### TASK GOAL
Show every line from the entries that follow which holds the word "decoded".
[TASK INPUTS Boundary: Start]
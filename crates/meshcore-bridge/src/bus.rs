//! Message bus link
//!
//! Publishes local mesh traffic to `{root}/{meshId}` and delivers traffic
//! from `{root}/+` to the bridge. Message bodies are base64 text.
//!
//! The broker is reached through [`BusConnector`], which yields a fresh
//! [`BusSession`] per connection. A [`BusSupervisor`] task owns the
//! session: it connects, subscribes, pumps inbound deliveries and
//! reconnects with backoff when the session ends. [`BusLink`] is the
//! clonable publish handle used by the rest of the bridge.

use async_trait::async_trait;
use base64::engine::general_purpose::STANDARD;
use base64::Engine;
use bytes::Bytes;
use parking_lot::RwLock;
use std::fmt;
use std::sync::atomic::{AtomicU64, Ordering};
use std::sync::Arc;
use tokio::sync::{mpsc, watch};
use tokio_util::sync::CancellationToken;
use tracing::{debug, info, trace, warn};

use crate::backoff::{ConnectionState, Reconnector};
use crate::config::BridgeConfig;
use crate::error::{BridgeError, Result};

/// A message received from the broker
#[derive(Debug, Clone, PartialEq, Eq)]
pub struct BusDelivery {
    /// Topic the message was published on
    pub topic: String,
    /// Raw message body
    pub body: Bytes,
}

/// Packet attributed to a mesh, decoded from the bus
#[derive(Debug, Clone, PartialEq, Eq)]
pub struct MeshMessage {
    /// Mesh the packet originated from
    pub mesh_id: String,
    /// Raw packet bytes
    pub payload: Bytes,
}

/// Outbound half of a broker session
#[async_trait]
pub trait BusPublisher: Send + Sync {
    /// Subscribe to a topic filter
    async fn subscribe(&self, filter: &str) -> Result<()>;

    /// Publish a message body
    async fn publish(&self, topic: &str, body: Bytes) -> Result<()>;

    /// End the session cleanly
    async fn disconnect(&self) -> Result<()>;
}

/// Inbound half of a broker session
#[async_trait]
pub trait BusInbound: Send {
    /// Wait for the next delivery; an error means the session is gone
    async fn recv(&mut self) -> Result<BusDelivery>;
}

/// One connected broker session
pub struct BusSession {
    /// Publish side, shared with the publish handle
    pub publisher: Arc<dyn BusPublisher>,
    /// Delivery side, owned by the supervisor
    pub inbound: Box<dyn BusInbound>,
}

impl fmt::Debug for BusSession {
    fn fmt(&self, f: &mut fmt::Formatter<'_>) -> fmt::Result {
        f.debug_struct("BusSession").finish_non_exhaustive()
    }
}

/// Opens broker sessions
#[async_trait]
pub trait BusConnector: Send + Sync {
    /// Connect and return a ready session
    async fn connect(&self) -> Result<BusSession>;

    /// Broker name for logging
    fn name(&self) -> String;
}

/// Extract the mesh id from `{root}/{meshId}`
///
/// Returns `None` for topics outside the root or with extra levels.
pub fn parse_mesh_topic<'a>(root: &str, topic: &'a str) -> Option<&'a str> {
    let mesh_id = topic.strip_prefix(root)?.strip_prefix('/')?;
    if mesh_id.is_empty() || mesh_id.contains('/') {
        return None;
    }
    Some(mesh_id)
}

/// Encode a packet as a message body
pub fn encode_body(payload: &[u8]) -> String {
    STANDARD.encode(payload)
}

/// Decode a message body, ignoring surrounding whitespace
pub fn decode_body(body: &[u8]) -> std::result::Result<Vec<u8>, base64::DecodeError> {
    let start = body
        .iter()
        .position(|b| !b.is_ascii_whitespace())
        .unwrap_or(body.len());
    let end = body
        .iter()
        .rposition(|b| !b.is_ascii_whitespace())
        .map_or(start, |i| i + 1);
    STANDARD.decode(&body[start..end])
}

/// Counters for the bus link
#[derive(Debug, Clone, Copy, Default, PartialEq, Eq)]
pub struct BusStats {
    /// Successful broker sessions
    pub connects: u64,
    /// Messages handed to the broker
    pub published: u64,
    /// Messages dropped because no session was up or the publish failed
    pub publish_dropped: u64,
    /// Deliveries decoded and forwarded to the bridge
    pub received: u64,
    /// Deliveries dropped for a bad topic or body
    pub malformed: u64,
}

#[derive(Debug, Default)]
struct BusCounters {
    connects: AtomicU64,
    published: AtomicU64,
    publish_dropped: AtomicU64,
    received: AtomicU64,
    malformed: AtomicU64,
}

impl BusCounters {
    fn snapshot(&self) -> BusStats {
        BusStats {
            connects: self.connects.load(Ordering::Relaxed),
            published: self.published.load(Ordering::Relaxed),
            publish_dropped: self.publish_dropped.load(Ordering::Relaxed),
            received: self.received.load(Ordering::Relaxed),
            malformed: self.malformed.load(Ordering::Relaxed),
        }
    }
}

type PublisherSlot = Arc<RwLock<Option<Arc<dyn BusPublisher>>>>;

/// Publish handle for the message bus
#[derive(Clone)]
pub struct BusLink {
    root_topic: Arc<str>,
    publisher: PublisherSlot,
    state: watch::Receiver<ConnectionState>,
    counters: Arc<BusCounters>,
}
[TASK INPUTS Boundary: End]
### SOLUTION TO THE EXERCISE
/// Packet attributed to a mesh, decoded from the bus
    /// Deliveries decoded and forwarded to the bridge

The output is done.